Carballo los recibe en la popa donde previamente se había extendido un tapiz. Los recién llegados dan el parabién a los extranjeros en nombre del rajá Siripada. El ademán de esos ancianos es comedido y su ceño apacible. Y ofrecen como presente dos cuencos de madera cubiertos con un paño de seda amarilla, uno lleno de betel y arce, raíz que mascan constantemente, y el otro con flores de azahar y jazmín. Carballo corresponde con regalos que también les agrada.
Entonces uno de los ancianos se levanta y hace una señal a los de las almadías. Y son trasferidas a las naos dos jaulas llenas de gallinas, dos cabras, tres grandes cántaros con vino de arroz y cañas de azúcar. Con ceremoniosa mímica se despiden abrazando a los más próximos. Van a la Victoria a ofrecer los mismos obsequios de bienvenida que aconseja la oriental cortesía.

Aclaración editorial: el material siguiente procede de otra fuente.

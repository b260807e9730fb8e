use std::fs::File;
use std::io::BufWriter;
use std::path::Path;
use std::sync::Arc;
use std::time::{Duration, Instant};

use burn::backend::{ndarray::NdArrayDevice, Autodiff, NdArray};
use burn::config::Config;
use burn::data::dataset::Dataset;
use burn::tensor::backend::AutodiffBackend;
use cinder_collective::Communicator;

use crate::config::{DataSource, LaunchOptions};
use crate::data::CifarDataset;
use crate::device::{self, DeviceKind};
use crate::training::{train_worker, EpochMetrics, WorkerOutcome};
use crate::{TrainingConfig, TrainingError};

/// Result of a whole training run, as seen by rank 0.
#[derive(Clone, Debug)]
pub struct TrainingReport {
    pub workers: usize,
    pub history: Vec<EpochMetrics>,
    pub elapsed: Duration,
}

/// Trains with one thread per worker and waits for all of them.
///
/// Rank 0 writes `config.json` and `metrics.json` to the artifact directory and
/// prints the total training time.
pub fn launch(
    config: TrainingConfig,
    options: LaunchOptions,
) -> Result<TrainingReport, TrainingError> {
    let started = Instant::now();

    let comms = cinder_collective::init(options.workers)?;
    let workers = comms.len();
    if workers != options.workers {
        log::warn!(
            "Requested {} workers but running with {workers}",
            options.workers
        );
    }

    if !options.device.is_available() {
        return Err(TrainingError::DeviceUnavailable(options.device));
    }
    if options.device == DeviceKind::Cpu {
        device::configure_intra_op_threads(config.num_intra);
    }

    std::fs::create_dir_all(&options.artifact_dir)?;
    let dataset = Arc::new(load_dataset(&options.data, config.seed)?);
    log::info!("Training on {} images with {workers} workers", dataset.len());

    let history = match options.device {
        DeviceKind::Cpu => run::<Autodiff<NdArray>>(
            comms,
            &config,
            dataset,
            &options.artifact_dir,
            |_| NdArrayDevice::Cpu,
        )?,
        DeviceKind::Gpu => run_gpu(comms, &config, dataset, &options.artifact_dir)?,
    };

    config.save(options.artifact_dir.join("config.json"))?;
    let writer = BufWriter::new(File::create(options.artifact_dir.join("metrics.json"))?);
    serde_json::to_writer_pretty(writer, &history)?;

    let elapsed = started.elapsed();
    println!("Total training time: {} seconds", elapsed.as_secs_f64());

    Ok(TrainingReport {
        workers,
        history,
        elapsed,
    })
}

fn load_dataset(source: &DataSource, seed: u64) -> Result<CifarDataset, TrainingError> {
    match source {
        DataSource::Cifar10(dir) => {
            log::info!("Loading CIFAR-10 from {}", dir.display());
            Ok(CifarDataset::train(dir)?)
        }
        DataSource::Synthetic { num_items } => {
            log::info!("Generating {num_items} synthetic images");
            Ok(CifarDataset::synthetic(*num_items, seed))
        }
    }
}

#[cfg(feature = "wgpu")]
fn run_gpu(
    comms: Vec<Arc<dyn Communicator>>,
    config: &TrainingConfig,
    dataset: Arc<CifarDataset>,
    artifact_dir: &Path,
) -> Result<Vec<EpochMetrics>, TrainingError> {
    use burn::backend::wgpu::{Wgpu, WgpuDevice};

    run::<Autodiff<Wgpu>>(comms, config, dataset, artifact_dir, |local_rank| {
        WgpuDevice::DiscreteGpu(local_rank)
    })
}

#[cfg(not(feature = "wgpu"))]
fn run_gpu(
    _comms: Vec<Arc<dyn Communicator>>,
    _config: &TrainingConfig,
    _dataset: Arc<CifarDataset>,
    _artifact_dir: &Path,
) -> Result<Vec<EpochMetrics>, TrainingError> {
    Err(TrainingError::DeviceUnavailable(DeviceKind::Gpu))
}

/// Runs every worker to completion and returns the history of rank 0.
fn run<B: AutodiffBackend>(
    comms: Vec<Arc<dyn Communicator>>,
    config: &TrainingConfig,
    dataset: Arc<CifarDataset>,
    artifact_dir: &Path,
    device_for: impl Fn(usize) -> B::Device,
) -> Result<Vec<EpochMetrics>, TrainingError> {
    B::seed(config.seed);

    let results: Vec<Result<WorkerOutcome, TrainingError>> = std::thread::scope(|scope| {
        let handles: Vec<_> = comms
            .into_iter()
            .map(|comm| {
                let rank = comm.rank();
                let device = device_for(comm.local_rank());
                let dataset = dataset.clone();
                let handle = std::thread::Builder::new()
                    .name(format!("worker-{rank}"))
                    .spawn_scoped(scope, move || {
                        train_worker::<B>(comm, config, dataset, device, artifact_dir)
                    });
                (rank, handle)
            })
            .collect();

        handles
            .into_iter()
            .map(|(rank, handle)| match handle {
                Ok(handle) => handle
                    .join()
                    .unwrap_or(Err(TrainingError::WorkerPanicked(rank))),
                Err(err) => Err(TrainingError::Io(err)),
            })
            .collect()
    });

    let mut history = None;
    let mut errors = Vec::new();
    for result in results {
        match result {
            Ok(outcome) if outcome.rank == 0 => history = Some(outcome.history),
            Ok(_) => {}
            Err(err) => {
                log::error!("{err}");
                errors.push(err);
            }
        }
    }

    match root_cause(errors) {
        Some(err) => Err(err),
        None => Ok(history.unwrap_or_default()),
    }
}

/// First error other than a departed peer, or the first error when every worker
/// reports one.
fn root_cause(errors: Vec<TrainingError>) -> Option<TrainingError> {
    let position = errors
        .iter()
        .position(|err| !err.is_peer_left())
        .unwrap_or_default();
    errors.into_iter().nth(position)
}
pub mod model;
pub mod routes;

pub use routes::routes;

— ¿Qué os decía yo? — se expresa orgulloso Carballo—. Estamos ante un reino con una riqueza y un lujo como jamás habéis soñado. Ya lo veréis. Ninguno se arrepentirá de haber venido a Borneo. Todos los países que hemos dejado atrás en este largo viaje son pura miseria al lado de lo que veremos con nuestros propios ojos. Tenía referencias de este legendario país y por lo que se aprecia no son equivocadas. Aquí nos haremos de oro. Merece la pena, pues, celebrar este hallazgo a lo grande. Destapad esos cántaros que han traído y bebed a discreción.

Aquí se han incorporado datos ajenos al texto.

//! Google Generative Language client.

use std::time::Duration;

use async_trait::async_trait;
use dd_db::models::{Difficulty, Question, Recipe};
use serde::{Deserialize, Serialize};
use serde_json::{Value, json};

use super::{Assistant, AssistantError, Evaluation, generation};
use crate::config::ApiConfig;

/// `generateContent` client for one model
#[derive(Debug, Clone)]
pub struct GeminiAssistant {
    client: reqwest::Client,
    api_key: Option<String>,
    model: String,
    base_url: String,
}

#[derive(Serialize)]
#[serde(rename_all = "camelCase")]
struct GenerateRequest<'a> {
    contents: [Content<'a>; 1],
    #[serde(skip_serializing_if = "Option::is_none")]
    generation_config: Option<GenerationConfig>,
}

#[derive(Serialize)]
struct Content<'a> {
    parts: [Part<'a>; 1],
}

#[derive(Serialize)]
struct Part<'a> {
    text: &'a str,
}

#[derive(Serialize)]
#[serde(rename_all = "camelCase")]
struct GenerationConfig {
    response_mime_type: &'static str,
    response_schema: Value,
}

#[derive(Deserialize)]
struct GenerateResponse {
    #[serde(default)]
    candidates: Vec<Candidate>,
}

#[derive(Deserialize)]
struct Candidate {
    content: Option<CandidateContent>,
}

#[derive(Deserialize)]
struct CandidateContent {
    #[serde(default)]
    parts: Vec<CandidatePart>,
}

#[derive(Deserialize)]
struct CandidatePart {
    text: Option<String>,
}

impl GeminiAssistant {
    pub fn new(
        api_key: Option<String>,
        model: impl Into<String>,
        base_url: impl Into<String>,
        timeout: Duration,
    ) -> Result<Self, AssistantError> {
        let client = reqwest::Client::builder().timeout(timeout).build()?;

        Ok(Self {
            client,
            api_key: api_key.filter(|key| !key.trim().is_empty()),
            model: model.into(),
            base_url: base_url.into().trim_end_matches('/').to_string(),
        })
    }

    pub fn from_config(config: &ApiConfig) -> Result<Self, AssistantError> {
        Self::new(
            config.gemini_api_key.clone(),
            config.gemini_model.clone(),
            config.gemini_base_url.clone(),
            config.request_timeout(),
        )
    }

    /// Run one prompt and return the concatenated text of the first candidate.
    async fn generate_content(
        &self,
        prompt: &str,
        schema: Option<Value>,
    ) -> Result<String, AssistantError> {
        let api_key = self.api_key.as_deref().ok_or(AssistantError::MissingApiKey)?;
        let url = format!("{}/models/{}:generateContent", self.base_url, self.model);

        let body = GenerateRequest {
            contents: [Content {
                parts: [Part { text: prompt }],
            }],
            generation_config: schema.map(|response_schema| GenerationConfig {
                response_mime_type: "application/json",
                response_schema,
            }),
        };

        let response = self
            .client
            .post(&url)
            .header("x-goog-api-key", api_key)
            .json(&body)
            .send()
            .await?;

        let status = response.status();
        if !status.is_success() {
            return Err(AssistantError::Status(status));
        }

        let payload: GenerateResponse = response.json().await?;
        let text: String = payload
            .candidates
            .into_iter()
            .next()
            .and_then(|candidate| candidate.content)
            .map(|content| {
                content
                    .parts
                    .into_iter()
                    .filter_map(|part| part.text)
                    .collect()
            })
            .unwrap_or_default();

        if text.trim().is_empty() {
            return Err(AssistantError::Empty);
        }
        Ok(text)
    }
}

#[async_trait]
impl Assistant for GeminiAssistant {
    async fn generate_quiz(
        &self,
        recipe: &Recipe,
        difficulty: Difficulty,
        seed: u32,
        count: usize,
    ) -> Result<Vec<Question>, AssistantError> {
        let prompt = quiz_prompt(recipe, difficulty, seed, count)?;
        let text = self.generate_content(&prompt, Some(quiz_schema())).await?;
        let raw: Value = serde_json::from_str(text.trim())?;

        let mut questions = generation::parse_questions(&raw, &recipe.id, seed)?;
        questions.truncate(count.max(1));

        tracing::debug!(
            recipe_id = %recipe.id,
            %difficulty,
            count = questions.len(),
            "Generated quiz"
        );
        Ok(questions)
    }

    async fn evaluate_free_response(
        &self,
        answer: &str,
        correct_answer: &str,
        question: &str,
    ) -> Result<Evaluation, AssistantError> {
        let prompt = format!(
            "Decide whether a learner's answer to a baking question is correct, \
             accepting answers with the same meaning (synonyms such as \"plain flour\" \
             for \"all-purpose flour\", small spelling mistakes).\n\
             Question: \"{question}\"\n\
             Expected answer: \"{correct_answer}\"\n\
             Learner's answer: \"{answer}\"\n\
             Reply with JSON {{\"isCorrect\": boolean, \"feedback\": string}}."
        );

        let schema = json!({
            "type": "OBJECT",
            "properties": {
                "isCorrect": { "type": "BOOLEAN" },
                "feedback": { "type": "STRING" }
            },
            "required": ["isCorrect", "feedback"]
        });

        let text = self.generate_content(&prompt, Some(schema)).await?;
        Ok(serde_json::from_str(text.trim())?)
    }

    async fn explain_mistake(
        &self,
        question: &str,
        wrong_answer: &str,
        correct_answer: &str,
    ) -> Result<String, AssistantError> {
        let prompt = format!(
            "A learner answered a baking question incorrectly.\n\
             Question: \"{question}\"\n\
             Their answer: \"{wrong_answer}\"\n\
             Correct answer: \"{correct_answer}\"\n\
             In two or three encouraging sentences, explain why this is a common \
             mistake and restate the culinary or scientific idea behind the correct answer."
        );

        let text = self.generate_content(&prompt, None).await?;
        Ok(text.trim().to_string())
    }
}

fn difficulty_guidance(difficulty: Difficulty) -> &'static str {
    match difficulty {
        Difficulty::Beginner => {
            "Ask about the core ingredients, basic temperatures and the major steps. \
             Use multiple-choice questions."
        }
        Difficulty::Intermediate => {
            "Ask about exact quantities and ratios, technique nuances such as folding \
             versus stirring, and timing. Use fill-in-blank or demanding multiple-choice questions."
        }
        Difficulty::Advanced => {
            "Ask about the chemistry behind the bake, troubleshooting, and baker's \
             percentages. Use free-response questions and difficult scenarios."
        }
    }
}

fn quiz_prompt(
    recipe: &Recipe,
    difficulty: Difficulty,
    seed: u32,
    count: usize,
) -> Result<String, AssistantError> {
    let context = serde_json::to_string(recipe)?;
    Ok(format!(
        "Write a {count}-question baking quiz about the recipe \"{name}\".\n\
         Difficulty: {difficulty}. {guidance}\n\
         Variation seed: {seed}. Pick different parts of the recipe to test \
         (ingredients, steps, temperatures, reasoning) and vary the wording between seeds.\n\
         Multiple-choice questions must list options that include the correct answer.\n\
         Recipe: {context}\n\
         Return only a JSON array matching the schema.",
        name = recipe.name,
        guidance = difficulty_guidance(difficulty),
    ))
}

fn quiz_schema() -> Value {
    json!({
        "type": "ARRAY",
        "items": {
            "type": "OBJECT",
            "properties": {
                "id": { "type": "STRING" },
                "type": {
                    "type": "STRING",
                    "enum": ["multiple-choice", "fill-in-blank", "free-response"]
                },
                "question": { "type": "STRING" },
                "correctAnswer": { "type": "STRING" },
                "options": {
                    "type": "ARRAY",
                    "items": { "type": "STRING" },
                    "description": "Required for multiple-choice questions"
                },
                "hint": { "type": "STRING" },
                "explanation": { "type": "STRING" }
            },
            "required": ["id", "type", "question", "correctAnswer", "explanation"]
        }
    })
}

La marinería no necesita más para estar contenta. La jovialidad florece en los rostros de todos. En unos corros se cuentan chistes entre grandes risotadas, otros danzan y pronto se sacan los laúdes y guitarras. Se canta y se bebe. Todos están alegres. Hay esa felicidad que proporciona la camaradería y el ser compañeros de peligros y aventuras. Y este viaje, todo en sí, constituye la mayor de las aventuras que se puede imaginar.

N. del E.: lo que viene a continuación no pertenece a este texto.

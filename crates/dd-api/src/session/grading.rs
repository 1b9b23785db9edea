use dd_db::models::Question;

use crate::assistant::Evaluation;

/// Trimmed, case-insensitive comparison.
pub fn answers_match(answer: &str, correct_answer: &str) -> bool {
    answer.trim().to_lowercase() == correct_answer.trim().to_lowercase()
}

/// Grade an answer without the evaluation service.
pub fn grade_locally(question: &Question, answer: &str) -> Evaluation {
    let is_correct = answers_match(answer, &question.correct_answer);
    let feedback = if is_correct {
        "Perfect!".to_string()
    } else {
        format!("The correct answer was: {}", question.correct_answer)
    };

    Evaluation {
        is_correct,
        feedback,
    }
}

#[cfg(test)]
mod tests {
    use super::*;
    use dd_db::models::QuestionKind;

    fn question() -> Question {
        Question {
            id: "q".to_string(),
            kind: QuestionKind::MultipleChoice {
                options: vec!["Bread Flour".to_string(), "Cornstarch".to_string()],
            },
            prompt: "Which flour?".to_string(),
            correct_answer: "Bread Flour".to_string(),
            hint: None,
            explanation: String::new(),
        }
    }

    #[test]
    fn test_match_ignores_case_and_padding() {
        assert!(answers_match("  bread FLOUR ", "Bread Flour"));
        assert!(!answers_match("bread", "Bread Flour"));
    }

    #[test]
    fn test_feedback_text() {
        let right = grade_locally(&question(), "bread flour");
        assert!(right.is_correct);
        assert_eq!(right.feedback, "Perfect!");

        let wrong = grade_locally(&question(), "Cornstarch");
        assert!(!wrong.is_correct);
        assert_eq!(wrong.feedback, "The correct answer was: Bread Flour");
    }
}
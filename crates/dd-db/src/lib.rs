pub mod catalog;
pub mod models;
pub mod store;

use anyhow::Context;

use crate::{models::UserStats, store::StatsStore};

/// Storage key of the user progress aggregate.
pub const STATS_KEY: &str = "dough_drills_stats";

/// Load user progress, falling back to defaults.
///
/// Missing or unreadable data yields default stats; older saves are migrated by
/// field defaults and queue repair. Never fails.
pub fn load_stats(store: &dyn StatsStore) -> UserStats {
    let raw = match store.get(STATS_KEY) {
        Ok(Some(raw)) => raw,
        Ok(None) => {
            tracing::info!("No saved progress found, starting fresh");
            return UserStats::default();
        }
        Err(e) => {
            tracing::warn!("Failed to read saved progress, starting fresh: {e:#}");
            return UserStats::default();
        }
    };

    match serde_json::from_str::<UserStats>(&raw) {
        Ok(mut stats) => {
            if stats.repair() {
                tracing::warn!("Repaired inconsistent review queue in saved progress");
            }
            stats
        }
        Err(e) => {
            tracing::warn!("Saved progress is corrupt, starting fresh: {e}");
            UserStats::default()
        }
    }
}

/// Serialize and write user progress.
pub fn save_stats(store: &dyn StatsStore, stats: &UserStats) -> anyhow::Result<()> {
    let payload = serde_json::to_string(stats).context("failed to serialize progress")?;
    store
        .set(STATS_KEY, &payload)
        .context("failed to persist progress")
}
// Persistence port. Stores are synchronous key-value maps of serialized text so
// the same aggregate can live in a file, in memory, or in a browser-like store.

mod file;
mod memory;

pub use file::FileStore;
pub use memory::MemoryStore;

/// Key-value persistence for serialized aggregates.
pub trait StatsStore: Send + Sync {
    /// Read the value stored under `key`, `None` when absent.
    fn get(&self, key: &str) -> anyhow::Result<Option<String>>;

    /// Replace the value stored under `key`.
    fn set(&self, key: &str, value: &str) -> anyhow::Result<()>;
}

/// Shared handles delegate to the inner store.
impl<S: StatsStore + ?Sized> StatsStore for std::sync::Arc<S> {
    fn get(&self, key: &str) -> anyhow::Result<Option<String>> {
        (**self).get(key)
    }

    fn set(&self, key: &str, value: &str) -> anyhow::Result<()> {
        (**self).set(key, value)
    }
}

—Este vino de arroz es mejor que el de palma que bebíamos en Cebú —dice el burgalés Pedro de Balpuerta, que había sido criado de Juan de Cartagena—, aunque marea más.
—Ya ni nos acordamos de que hemos estado a punto de servir de alimento a los cangrejos de los acantilados —comenta Esteban Bretón.
—Aquello ya ha pasado, y todo lo pasado, pasado está — filosofa el burgalés-— La vida continúa, sonríe y a vivir. La vida del hombre es un discurrir como las aguas del río: en la tranquilidad del remanso no hay señales del paso angosto. Sólo queda el vago recuerdo. Y la memoria humana no recoge todo el ayer, sino contados detalles. Y cuanto más dilatada es una vida en fuertes emociones más interferencias hay en tales detalles. Se está a la vuelta de todo, ya nada asombra. Y unos buenos tragos ahogan lo que queda de malos recuerdos en la memoria.
— No te dejaré beber más, pues de lo contrario nos atormentas con tus peroratas — le espeta Esteban Bretón.
Como no hay tasa ni medida, los expedicionarios beben más de lo que aconseja la templanza. Pronto se embriagan de una risa contagiosa.
— El reír es el anverso del llorar, lo mismo que la felicidad lo es del sufrir. Sólo hay un paso — apostilla Pedro de Balpuerta.
— Me vas a obligar a que te tapone la boca.